Flodgren Gerd, Gonçalves-Bradley Daniela C, Summerbell Carolyn D
Division for Health Services, Norwegian Institute of Public Health, Pilestredet Park 7, Oslo, Norway, 0176.
Cochrane Database Syst Rev. 2017 Nov 30;11(11):CD000984. doi: 10.1002/14651858.CD000984.pub3.
The prevalence of overweight and obesity is increasing globally, an increase which has major implications for both population health and costs to health services.

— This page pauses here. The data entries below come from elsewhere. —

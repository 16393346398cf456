//! Read-only view of the world for renderers and UI
//!
//! A [`Snapshot`] is plain data: it can be serialized, diffed, or flattened
//! into [`RenderInstance`] records and uploaded as a GPU instance buffer.

use bytemuck::{Pod, Zeroable};
use glam::Vec2;
use serde::Serialize;

use super::asteroid::AsteroidType;
use super::cargo::{DepositLabel, OrbSize};
use super::enemy::EnemyState;
use super::projectile::Faction;
use super::state::{EntityId, EntityKind, GamePhase, HitEffect, World};

/// What an entity looks like
#[derive(Debug, Clone, Copy, PartialEq, Eq, Serialize)]
pub enum EntityTag {
    Player,
    Enemy(EnemyState),
    Asteroid(AsteroidType),
    Orb(OrbSize),
    Projectile(Faction),
    Drone,
}

impl EntityTag {
    fn of(kind: &EntityKind) -> Self {
        match kind {
            EntityKind::Player(_) => EntityTag::Player,
            EntityKind::Enemy(e) => EntityTag::Enemy(e.state),
            EntityKind::Asteroid(a) => EntityTag::Asteroid(a.kind),
            EntityKind::Orb(o) => EntityTag::Orb(o.size),
            EntityKind::Projectile(p) => EntityTag::Projectile(p.faction),
            EntityKind::Drone(_) => EntityTag::Drone,
        }
    }

    /// Stable numeric code for shaders
    pub fn code(self) -> u32 {
        match self {
            EntityTag::Player => 0,
            EntityTag::Enemy(_) => 1,
            EntityTag::Asteroid(_) => 2,
            EntityTag::Orb(_) => 3,
            EntityTag::Projectile(Faction::Player) => 4,
            EntityTag::Projectile(Faction::Enemy) => 5,
            EntityTag::Drone => 6,
        }
    }
}

/// Visual state bits
#[derive(Debug, Clone, Copy, Default, PartialEq, Eq, Serialize)]
pub struct VisualFlags {
    pub thrusting: bool,
    pub grabbing: bool,
    pub hit_flash: bool,
    pub fading: bool,
}

impl VisualFlags {
    pub fn bits(self) -> u32 {
        (self.thrusting as u32) | (self.grabbing as u32) << 1 | (self.hit_flash as u32) << 2 | (self.fading as u32) << 3
    }
}

#[derive(Debug, Clone, Serialize)]
pub struct EntitySnapshot {
    pub id: EntityId,
    pub tag: EntityTag,
    pub position: Vec2,
    pub rotation: f32,
    pub radius: f32,
    pub flags: VisualFlags,
}

/// Held orb in hold-local coordinates
#[derive(Debug, Clone, Serialize)]
pub struct HeldOrbSnapshot {
    pub size: OrbSize,
    pub position: Vec2,
    pub alpha: f32,
}

#[derive(Debug, Clone, Serialize)]
pub struct Snapshot {
    pub tick: u64,
    pub phase: GamePhase,
    pub experience: u64,
    pub player_health: Option<i32>,
    pub entities: Vec<EntitySnapshot>,
    pub held_orbs: Vec<HeldOrbSnapshot>,
    pub hit_effects: Vec<HitEffect>,
    /// Player and grabbed target positions
    pub grab_line: Option<(Vec2, Vec2)>,
    pub labels: Vec<DepositLabel>,
}

/// One instanced draw record (32 bytes, matches the shader layout)
#[repr(C)]
#[derive(Copy, Clone, Debug, Default, PartialEq, Pod, Zeroable)]
pub struct RenderInstance {
    pub pos: [f32; 2],
    pub radius: f32,
    pub rotation: f32,
    pub kind: u32,
    pub flags: u32,
    pub alpha: f32,
    pub _pad: u32,
}

impl Snapshot {
    /// World entities as GPU instance records, in id order
    pub fn instances(&self) -> Vec<RenderInstance> {
        self.entities
            .iter()
            .map(|e| RenderInstance {
                pos: e.position.to_array(),
                radius: e.radius,
                rotation: e.rotation,
                kind: e.tag.code(),
                flags: e.flags.bits(),
                alpha: if e.flags.fading { 0.5 } else { 1.0 },
                _pad: 0,
            })
            .collect()
    }

    pub fn instance_bytes(instances: &[RenderInstance]) -> &[u8] {
        bytemuck::cast_slice(instances)
    }
}

impl World {
    pub fn snapshot(&self) -> Snapshot {
        let grabbed = self.player().and_then(|p| p.grabbed);
        let fade_total = crate::secs_to_ticks(self.tuning.held_orb_fade_secs);
        let entities = self
            .entities()
            .map(|e| {
                let (thrusting, grabbing) = match &e.kind {
                    EntityKind::Player(p) => (p.thrusting, p.grabbed.is_some()),
                    _ => (false, false),
                };
                // Loose orbs blink out over their last fade window
                let fading = matches!(&e.kind, EntityKind::Orb(o) if o.ttl_ticks <= fade_total);
                EntitySnapshot {
                    id: e.id,
                    tag: EntityTag::of(&e.kind),
                    position: e.body.position,
                    rotation: e.body.rotation,
                    radius: e.body.radius,
                    flags: VisualFlags {
                        thrusting,
                        grabbing,
                        hit_flash: e.hit_flash > 0,
                        fading,
                    },
                }
            })
            .collect();

        let (held_orbs, labels) = match self.player() {
            Some(p) => (
                p.hold
                    .orbs()
                    .iter()
                    .map(|o| HeldOrbSnapshot {
                        size: o.size,
                        position: o.pos,
                        alpha: o.alpha(fade_total),
                    })
                    .collect(),
                p.hold.labels.clone(),
            ),
            None => (Vec::new(), Vec::new()),
        };

        let grab_line = match (self.player_body(), grabbed.and_then(|id| self.get(id))) {
            (Some(player), Some(target)) => Some((player.position, target.body.position)),
            _ => None,
        };

        Snapshot {
            tick: self.time_ticks,
            phase: self.phase,
            experience: self.experience(),
            player_health: self.player_health(),
            entities,
            held_orbs,
            hit_effects: self.effects.clone(),
            grab_line,
            labels,
        }
    }
}

#[cfg(test)]
mod tests {
    use super::*;
    use crate::tuning::Tuning;

    #[test]
    fn test_instance_layout() {
        assert_eq!(std::mem::size_of::<RenderInstance>(), 32);
        let instances = vec![RenderInstance::default(); 3];
        assert_eq!(Snapshot::instance_bytes(&instances).len(), 96);
    }

    #[test]
    fn test_snapshot_of_default_layout() {
        let world = World::with_default_layout(7, Tuning::default());
        let snap = world.snapshot();
        assert_eq!(snap.entities.len(), 102);
        assert_eq!(snap.player_health, Some(10));
        assert_eq!(snap.entities[0].tag, EntityTag::Player);
        assert!(snap.grab_line.is_none());
        assert_eq!(snap.instances().len(), 102);
        assert!(serde_json::to_string(&snap).is_ok());
    }

    #[test]
    fn test_grab_line_and_flags() {
        let mut world = World::new(7, Tuning::default());
        world.spawn_player(Vec2::ZERO);
        let rock = world.spawn_asteroid(AsteroidType::Small, Vec2::new(0.0, 400.0));
        assert!(world.grab(rock));
        let snap = world.snapshot();
        assert_eq!(snap.grab_line, Some((Vec2::ZERO, Vec2::new(0.0, 400.0))));
        assert!(snap.entities[0].flags.grabbing);
        assert_eq!(snap.instances()[0].flags, 0b10);
    }
}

This is an update of a Cochrane Review.
To assess the effects of strategies to change the behaviour of health professionals or the organisation of care compared to standard care, to promote weight reduction in children and adults with overweight or obesity.
We searched the following databases for primary studies up to September 2016: CENTRAL, MEDLINE, Embase, CINAHL, DARE and PsycINFO. We searched the reference lists of included studies and two trial registries.
We considered randomised trials that compared routine provision of care with interventions aimed either at changing the behaviour of healthcare professionals or the organisation of care to promote weight reduction in children and adults with overweight or obesity.
We used standard methodological procedures expected by Cochrane when conducting this review. We report the results for the professional interventions and the organisational interventions in seven 'Summary of findings' tables.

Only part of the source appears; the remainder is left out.